If that is a viable plan B, then I’d be questioning why it wasn’t plan A. If the answer is that pilot and machine weren’t certified, then I’d say it’s not a viable plan B.
I’ve only just read the Wikipedia description of the crash, but it seems as though he probably tried to do that. A climbing left turn followed by a steeply descending left turn suggests a climb into the clouds followed by disorientation and loss of control. As hovering is harder than flying at speed in a helicopter, I doubt that hovering and trying to climb through the cloud would have improved the outcome.
It seems to me you don’t need it until you do. I am no expert but I have read that many, many crashes are caused by pilots unexpectedly getting into IFR conditions with no training and/or equipment to handle it.

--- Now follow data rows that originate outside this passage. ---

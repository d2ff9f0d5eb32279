//! Writes translated fragments back over the selected lines.

use anyhow::Result;

use crate::editor::{Editor, SelectedLine};

/// Prefix put in front of every rewritten line.
pub const COMMENT_PREFIX: &str = "// ";

/// Result of a rewrite pass.
#[derive(Debug, Clone, Copy, PartialEq, Eq, Default)]
pub struct RewriteReport {
    /// Lines replaced with a translated fragment.
    pub rewritten: usize,
    /// Selected lines left as they were because the translation ran out.
    pub skipped: usize,
}

/// Splits translated text into lines, dropping blank ones.
pub fn split_fragments(text: &str) -> Vec<String> {
    text.split('\n')
        .map(|fragment| fragment.strip_suffix('\r').unwrap_or(fragment))
        .filter(|fragment| !fragment.trim().is_empty())
        .map(str::to_string)
        .collect()
}

/// Replaces `lines[i]` with `"// " + fragments[i]`, one edit at a time and
/// in line order.
///
/// Only the first `min(lines, fragments)` lines are touched; remaining
/// lines are counted as skipped and extra fragments are dropped. An edit
/// that fails stops the pass without undoing earlier edits.
pub fn rewrite<E>(
    editor: &mut E,
    lines: &[SelectedLine],
    fragments: &[String],
) -> Result<RewriteReport>
where
    E: Editor + ?Sized,
{
    let mut report = RewriteReport::default();

    for (line, fragment) in lines.iter().zip(fragments) {
        editor.replace_range(line.range, &format!("{COMMENT_PREFIX}{fragment}"))?;
        report.rewritten += 1;
    }
    report.skipped = lines.len() - report.rewritten;

    if report.skipped > 0 {
        tracing::warn!(
            selected = lines.len(),
            fragments = fragments.len(),
            "translation returned fewer lines than selected"
        );
    }

    Ok(report)
}

#[cfg(test)]
#[allow(clippy::unwrap_used)]
mod tests {
    use super::*;
    use crate::editor::{Document, FileEditor, Selection, read_selection};

    fn fragments(texts: &[&str]) -> Vec<String> {
        texts.iter().map(ToString::to_string).collect()
    }

    fn run(text: &str, selection: Selection, translated: &str) -> (String, RewriteReport) {
        let mut editor = FileEditor::new(Document::parse(text), selection);
        let lines = read_selection(&editor).unwrap();
        let report = rewrite(&mut editor, &lines, &split_fragments(translated)).unwrap();
        (editor.document().render(), report)
    }

    #[test]
    fn test_split_fragments_drops_blank_lines() {
        assert_eq!(
            split_fragments("This is a test\n\n  \nSecond line\n"),
            fragments(&["This is a test", "Second line"])
        );
    }

    #[test]
    fn test_split_fragments_strips_carriage_returns() {
        assert_eq!(split_fragments("one\r\ntwo\r\n"), fragments(&["one", "two"]));
    }

    #[test]
    fn test_split_fragments_empty_text() {
        assert!(split_fragments("").is_empty());
        assert!(split_fragments("\n\n").is_empty());
    }

    #[test]
    fn test_rewrite_two_line_scenario() {
        let (text, report) = run(
            "// این یک تست است\n// خط دوم\n",
            Selection::lines(0, 1),
            "This is a test\nSecond line\n",
        );

        assert_eq!(text, "// This is a test\n// Second line\n");
        assert_eq!(
            report,
            RewriteReport {
                rewritten: 2,
                skipped: 0
            }
        );
    }

    #[test]
    fn test_rewrite_leaves_other_lines_alone() {
        let (text, _) = run(
            "fn main() {\n    // سلام\n    // دنیا\n}\n",
            Selection::lines(1, 2),
            "Hello\nWorld",
        );

        assert_eq!(text, "fn main() {\n// Hello\n// World\n}\n");
    }

    #[test]
    fn test_rewrite_fewer_fragments_skips_trailing_lines() {
        let (text, report) = run("// یک\n// دو\n// سه\n", Selection::lines(0, 2), "One\n");

        assert_eq!(text, "// One\n// دو\n// سه\n");
        assert_eq!(
            report,
            RewriteReport {
                rewritten: 1,
                skipped: 2
            }
        );
    }

    #[test]
    fn test_rewrite_extra_fragments_are_ignored() {
        let (text, report) = run("// یک\nlet x = 1;\n", Selection::lines(0, 0), "One\nTwo\n");

        assert_eq!(text, "// One\nlet x = 1;\n");
        assert_eq!(report.rewritten, 1);
        assert_eq!(report.skipped, 0);
    }

    #[test]
    fn test_rewrite_no_fragments_is_no_edit() {
        let original = "// یک\n// دو\n";
        let (text, report) = run(original, Selection::lines(0, 1), "");

        assert_eq!(text, original);
        assert_eq!(report.rewritten, 0);
        assert_eq!(report.skipped, 2);
    }
}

Many crashes do happen when pilots unexpectedly fly into IMC. But in this case, IMC was not unexpected. It appears in this case the pilot was deliberately scud running.
A sightseeing company has no need of IFR ops; can’t see much from inside clouds.
It’s the marginal situations that come up more often than management wants to write off that day’s (or morning’s) revenue. Most days it’s simply not an issue; the weather is plenty good. Some days are no-hopers, and even the greediest management accepts defeat. The stuff that’s in the middle is thankfully rare, and most times there’s some combo of flight cancels, reluctant customers, and excess risk taking that works out OK. More by luck than skill.
And sometimes you roll snake eyes.
The Grand Canyon outfit I flew for lost an airplane, pilot/manager, and 6 passengers a couple years before I worked there. Attempted VFR flight into IMC into the side of a mountain. Dumb, but he (apparently) figured he could skim a ridge and get into VMC without ATC being the wiser. He wasn’t where the thought he was and hit a high spot in the ridge, not the low saddle he was aiming for.
There is a LOT of unprofessionalism in the lower ranks of commercial aviation.
Because it’s not a legal plan B. Pilots do stupid things trying not to break the rules. The problem as I see it is he wasn’t flying ahead of the helicopter. The time to think things through in an emergency is to think ahead of where you’re at and have a plan B. Absent that my plan B would have been to climb above the terrain and call a center for support… I’d rather explain to the FAA that I got caught in IFR than lose control of the situation.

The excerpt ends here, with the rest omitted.